(Stored data)
#####
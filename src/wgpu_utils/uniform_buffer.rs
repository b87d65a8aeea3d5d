// src/wgpu_utils/uniform_buffer.rs
use std::marker::PhantomData;

use crate::error::{EngineError, EngineResult};

/// Uniform buffer holding one `Content` per draw, bound with a dynamic offset
///
/// Writes land in distinct slots, so every draw recorded in a frame keeps the
/// values it was given even though the queue applies all writes before the
/// command buffer runs.
pub struct DynamicUniformBuffer<Content> {
    buffer: wgpu::Buffer,
    content_type: PhantomData<Content>,
    stride: u64,
    capacity: usize,
    cursor: usize,
}

impl<Content: bytemuck::Pod> DynamicUniformBuffer<Content> {
    fn name() -> &'static str {
        let type_name = std::any::type_name::<Content>();
        match type_name.rfind(':') {
            Some(pos) => &type_name[(pos + 1)..],
            None => type_name,
        }
    }

    /// Size of one slot: `Content` rounded up to the device's offset alignment
    pub fn slot_stride(alignment: u32) -> u64 {
        let size = std::mem::size_of::<Content>() as u64;
        let alignment = u64::from(alignment.max(1));
        size.div_ceil(alignment) * alignment
    }

    /// Creates a buffer with room for `capacity` slots
    pub fn new(device: &wgpu::Device, capacity: usize) -> Self {
        let stride = Self::slot_stride(device.limits().min_uniform_buffer_offset_alignment);
        let capacity = capacity.max(1);

        DynamicUniformBuffer {
            buffer: Self::allocate(device, stride, capacity),
            content_type: PhantomData,
            stride,
            capacity,
            cursor: 0,
        }
    }

    fn allocate(device: &wgpu::Device, stride: u64, capacity: usize) -> wgpu::Buffer {
        device.create_buffer(&wgpu::BufferDescriptor {
            label: Some(&format!("DynamicUniformBuffer: {}", Self::name())),
            size: stride * capacity as u64,
            usage: wgpu::BufferUsages::UNIFORM | wgpu::BufferUsages::COPY_DST,
            mapped_at_creation: false,
        })
    }

    /// Rewinds the slot cursor and makes room for `slots` writes
    ///
    /// # Returns
    /// True when the buffer was reallocated (bind groups must be rebuilt)
    pub fn begin_frame(&mut self, device: &wgpu::Device, slots: usize) -> bool {
        self.cursor = 0;
        if slots <= self.capacity {
            return false;
        }

        let capacity = slots.next_power_of_two();
        log::debug!(
            "growing {} uniform slots {} -> {}",
            Self::name(),
            self.capacity,
            capacity
        );
        self.buffer = Self::allocate(device, self.stride, capacity);
        self.capacity = capacity;
        true
    }

    /// Writes `content` into the next free slot
    ///
    /// # Returns
    /// Dynamic offset of the written slot
    pub fn push(&mut self, queue: &wgpu::Queue, content: &Content) -> EngineResult<u32> {
        if self.cursor >= self.capacity {
            return Err(EngineError::UniformSlotsExhausted {
                capacity: self.capacity,
            });
        }

        let offset = self.cursor as u64 * self.stride;
        queue.write_buffer(&self.buffer, offset, bytemuck::bytes_of(content));
        self.cursor += 1;
        Ok(offset as u32)
    }

    /// Binding resource covering a single slot
    pub fn binding_resource(&self) -> wgpu::BindingResource<'_> {
        wgpu::BindingResource::Buffer(wgpu::BufferBinding {
            buffer: &self.buffer,
            offset: 0,
            size: wgpu::BufferSize::new(std::mem::size_of::<Content>() as u64),
        })
    }

    pub fn capacity(&self) -> usize {
        self.capacity
    }

    /// Slots written since the last [`begin_frame`](Self::begin_frame)
    pub fn used(&self) -> usize {
        self.cursor
    }
}

#[cfg(test)]
mod tests {
    use super::*;

    #[repr(C)]
    #[derive(Copy, Clone, bytemuck::Pod, bytemuck::Zeroable)]
    struct ThreeMatrices([[[f32; 4]; 4]; 3]);

    #[test]
    fn stride_respects_alignment() {
        assert_eq!(DynamicUniformBuffer::<ThreeMatrices>::slot_stride(256), 256);
        assert_eq!(DynamicUniformBuffer::<ThreeMatrices>::slot_stride(64), 192);
        assert_eq!(DynamicUniformBuffer::<[f32; 4]>::slot_stride(256), 256);
    }
}
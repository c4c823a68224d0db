//! The explicit flat lattice.
//!
//! `Flat<T>` adds a unique least and a unique greatest element to an
//! unordered carrier set: `Bottom <= Value(x) <= Top` and two values are
//! comparable only when equal. Bottom and top are ordinary variants, so
//! there are no sentinel singletons to compare by identity.

use serde::Serialize;
use std::fmt;

/// A carrier value lifted into a flat lattice.
#[derive(Debug, Clone, Copy, PartialEq, Eq, Hash, Serialize)]
pub enum Flat<T> {
    /// The unique least element (unreachable / no value).
    Bottom,
    /// A known concrete value.
    Value(T),
    /// The unique greatest element (any value).
    Top,
}

impl<T: Clone + PartialEq> Flat<T> {
    /// Partial order: bottom below everything, top above everything,
    /// values comparable only when equal.
    pub fn is_less_or_equal(&self, other: &Self) -> bool {
        match (self, other) {
            (Flat::Bottom, _) => true,
            (_, Flat::Top) => true,
            (Flat::Value(a), Flat::Value(b)) => a == b,
            _ => false,
        }
    }

    /// Least upper bound. Unequal values collapse to top.
    pub fn join(&self, other: &Self) -> Self {
        match (self, other) {
            (Flat::Bottom, x) | (x, Flat::Bottom) => x.clone(),
            (Flat::Top, _) | (_, Flat::Top) => Flat::Top,
            (Flat::Value(a), Flat::Value(b)) => {
                if a == b {
                    Flat::Value(a.clone())
                } else {
                    Flat::Top
                }
            }
        }
    }

    /// True for [`Flat::Bottom`].
    pub fn is_bottom(&self) -> bool {
        matches!(self, Flat::Bottom)
    }

    /// True for [`Flat::Top`].
    pub fn is_top(&self) -> bool {
        matches!(self, Flat::Top)
    }

    /// The carrier value, if this is a [`Flat::Value`].
    pub fn value(&self) -> Option<&T> {
        match self {
            Flat::Value(v) => Some(v),
            _ => None,
        }
    }

    /// Apply `f` to the carrier value, preserving bottom and top.
    pub fn map<U: Clone + PartialEq>(&self, f: impl FnOnce(&T) -> U) -> Flat<U> {
        match self {
            Flat::Bottom => Flat::Bottom,
            Flat::Value(v) => Flat::Value(f(v)),
            Flat::Top => Flat::Top,
        }
    }
}

impl<T: fmt::Display> fmt::Display for Flat<T> {
    fn fmt(&self, f: &mut fmt::Formatter<'_>) -> fmt::Result {
        match self {
            Flat::Bottom => write!(f, "⊥"),
            Flat::Value(v) => write!(f, "{v}"),
            Flat::Top => write!(f, "⊤"),
        }
    }
}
#####
» Prompt: An answer is complete only when it holds every line above containing the string "bool".

» Output:
    pub fn begin_frame(&mut self, device: &wgpu::Device, slots: usize) -> bool {
    pub fn is_less_or_equal(&self, other: &Self) -> bool {
    pub fn is_bottom(&self) -> bool {
    pub fn is_top(&self) -> bool {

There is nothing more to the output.